▶ [DESCRIPTION OF THE TASK] Read through the data and count the lines that contain the string "struct"; give only the result.

▶ [Collected data]
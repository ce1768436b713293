//! Caps handling and negotiated audio parameters.
//!
//! The element is codec agnostic: payloads pass through untouched, and caps
//! only matter for timing math (bytes per sample and frame size). Negotiated
//! caps are mirrored verbatim onto the source port.

use std::time::Duration;

use serde::{Deserialize, Serialize};
use tracing::warn;

use crate::config::TransceiverConfig;
use crate::error::{TransceiverError, TransceiverResult};

/// Media type for raw interleaved PCM.
pub const MEDIA_TYPE_RAW: &str = "audio/x-raw";
/// Media type for mu-law companded audio.
pub const MEDIA_TYPE_MULAW: &str = "audio/x-mulaw";
/// Media type for A-law companded audio.
pub const MEDIA_TYPE_ALAW: &str = "audio/x-alaw";

/// Minimum supported sample rate (8kHz telephony).
pub const MIN_SAMPLE_RATE: u32 = 8000;
/// Maximum supported sample rate (48kHz).
pub const MAX_SAMPLE_RATE: u32 = 48000;

/// Raw PCM format tags accepted on the sink port.
pub const RAW_FORMATS: &[&str] = &["S16LE", "S16BE", "S32LE", "S32BE", "F32LE", "F32BE"];

/// Negotiated media-format descriptor as delivered by the host pipeline.
///
/// Fields are optional because the host may omit them; the adapter fails
/// negotiation when rate or channels are absent and falls back with a
/// warning for unknown format tags.
#[derive(Debug, Clone, PartialEq, Eq, Serialize, Deserialize)]
pub struct Caps {
    /// Media type, e.g. `audio/x-raw` or `audio/x-mulaw`.
    pub media_type: String,
    /// Sample format tag for raw PCM, e.g. `S16LE`.
    pub format: Option<String>,
    /// Sample rate in Hz.
    pub rate: Option<u32>,
    /// Channel count.
    pub channels: Option<u32>,
}

impl Caps {
    /// Raw PCM caps with the given format tag.
    pub fn raw(format: &str, rate: u32, channels: u32) -> Self {
        Self {
            media_type: MEDIA_TYPE_RAW.to_string(),
            format: Some(format.to_string()),
            rate: Some(rate),
            channels: Some(channels),
        }
    }

    /// Mu-law caps.
    pub fn mulaw(rate: u32, channels: u32) -> Self {
        Self {
            media_type: MEDIA_TYPE_MULAW.to_string(),
            format: None,
            rate: Some(rate),
            channels: Some(channels),
        }
    }

    /// A-law caps.
    pub fn alaw(rate: u32, channels: u32) -> Self {
        Self {
            media_type: MEDIA_TYPE_ALAW.to_string(),
            format: None,
            rate: Some(rate),
            channels: Some(channels),
        }
    }
}

/// Audio parameters resolved from caps negotiation.
///
/// Read-only once `caps_ready` is set; replaced wholesale by the next caps
/// event or lifecycle reset.
#[derive(Debug, Clone, PartialEq, Eq)]
pub struct AudioParams {
    /// Negotiated media type.
    pub media_type: String,
    /// Negotiated format tag, if the media type carries one.
    pub format: Option<String>,
    /// Sample rate in Hz.
    pub rate: u32,
    /// Channel count.
    pub channels: u32,
    /// Bytes per sample per channel. Zero until caps negotiation.
    pub bytes_per_sample: u32,
    /// Frame duration in milliseconds.
    pub frame_duration_ms: u32,
}

impl Default for AudioParams {
    fn default() -> Self {
        AudioParams::from_config(&TransceiverConfig::default())
    }
}

impl AudioParams {
    /// Pre-negotiation parameters derived from the configuration.
    pub fn from_config(config: &TransceiverConfig) -> Self {
        Self {
            media_type: MEDIA_TYPE_RAW.to_string(),
            format: None,
            rate: config.sample_rate,
            channels: config.channels,
            bytes_per_sample: 0,
            frame_duration_ms: config.frame_duration_ms,
        }
    }

    /// Resolve parameters from negotiated caps.
    ///
    /// Fails when rate or channels are missing. Unknown formats fall back to
    /// one byte per sample with a warning so an unexpected peer format never
    /// kills the stream.
    pub fn from_caps(caps: &Caps, frame_duration_ms: u32) -> TransceiverResult<Self> {
        let rate = caps
            .rate
            .ok_or_else(|| TransceiverError::Caps("caps missing rate".to_string()))?;
        let channels = caps
            .channels
            .ok_or_else(|| TransceiverError::Caps("caps missing channels".to_string()))?;

        if !(MIN_SAMPLE_RATE..=MAX_SAMPLE_RATE).contains(&rate) {
            warn!(rate, "sample rate outside the supported 8000..=48000 range");
        }

        let bytes_per_sample = match caps.media_type.as_str() {
            MEDIA_TYPE_RAW => match caps.format.as_deref() {
                Some("S16LE") | Some("S16BE") => 2,
                Some("S32LE") | Some("S32BE") | Some("F32LE") | Some("F32BE") => 4,
                Some(other) => {
                    warn!(format = other, "unknown raw format, assuming 1 byte/sample");
                    1
                }
                None => {
                    warn!("raw caps without format tag, assuming 1 byte/sample");
                    1
                }
            },
            MEDIA_TYPE_MULAW | MEDIA_TYPE_ALAW => 1,
            other => {
                warn!(media_type = other, "unknown media type, assuming 1 byte/sample");
                1
            }
        };

        Ok(Self {
            media_type: caps.media_type.clone(),
            format: caps.format.clone(),
            rate,
            channels,
            bytes_per_sample,
            frame_duration_ms,
        })
    }

    /// Frame duration as a [`Duration`].
    pub fn frame_duration(&self) -> Duration {
        Duration::from_millis(u64::from(self.frame_duration_ms))
    }

    /// Size of one frame in bytes at the negotiated parameters.
    pub fn frame_size_bytes(&self) -> u32 {
        self.rate * self.bytes_per_sample * self.channels * self.frame_duration_ms / 1000
    }
}

#[cfg(test)]
mod tests {
    use super::*;

    #[test]
    fn test_s16le_two_bytes_per_sample() {
        let caps = Caps::raw("S16LE", 16000, 1);
        let params = AudioParams::from_caps(&caps, 20).unwrap();
        assert_eq!(params.bytes_per_sample, 2);
        assert_eq!(params.frame_size_bytes(), 640);
    }

    #[test]
    fn test_wide_formats_four_bytes_per_sample() {
        for format in ["S32LE", "S32BE", "F32LE", "F32BE"] {
            let caps = Caps::raw(format, 48000, 2);
            let params = AudioParams::from_caps(&caps, 10).unwrap();
            assert_eq!(params.bytes_per_sample, 4, "{format}");
            assert_eq!(params.frame_size_bytes(), 48000 * 4 * 2 / 100);
        }
    }

    #[test]
    fn test_companded_one_byte_per_sample() {
        let params = AudioParams::from_caps(&Caps::mulaw(8000, 1), 250).unwrap();
        assert_eq!(params.bytes_per_sample, 1);
        assert_eq!(params.frame_size_bytes(), 2000);

        let params = AudioParams::from_caps(&Caps::alaw(8000, 1), 250).unwrap();
        assert_eq!(params.bytes_per_sample, 1);
    }

    #[test]
    fn test_unknown_format_falls_back() {
        let caps = Caps::raw("S24LE", 16000, 1);
        let params = AudioParams::from_caps(&caps, 20).unwrap();
        assert_eq!(params.bytes_per_sample, 1);

        let caps = Caps {
            media_type: "audio/x-opus".to_string(),
            format: None,
            rate: Some(48000),
            channels: Some(2),
        };
        let params = AudioParams::from_caps(&caps, 20).unwrap();
        assert_eq!(params.bytes_per_sample, 1);
    }

    #[test]
    fn test_missing_fields_fail() {
        let caps = Caps {
            media_type: MEDIA_TYPE_RAW.to_string(),
            format: Some("S16LE".to_string()),
            rate: None,
            channels: Some(1),
        };
        let err = AudioParams::from_caps(&caps, 20).unwrap_err();
        assert!(matches!(err, TransceiverError::Caps(_)));

        let caps = Caps {
            media_type: MEDIA_TYPE_RAW.to_string(),
            format: Some("S16LE".to_string()),
            rate: Some(16000),
            channels: None,
        };
        assert!(AudioParams::from_caps(&caps, 20).is_err());
    }

    #[test]
    fn test_from_config_pre_negotiation() {
        let params = AudioParams::from_config(&TransceiverConfig::default());
        assert_eq!(params.rate, 16000);
        assert_eq!(params.bytes_per_sample, 0);
        assert_eq!(params.frame_size_bytes(), 0);
    }
}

▶ [ANSWER BOX] 2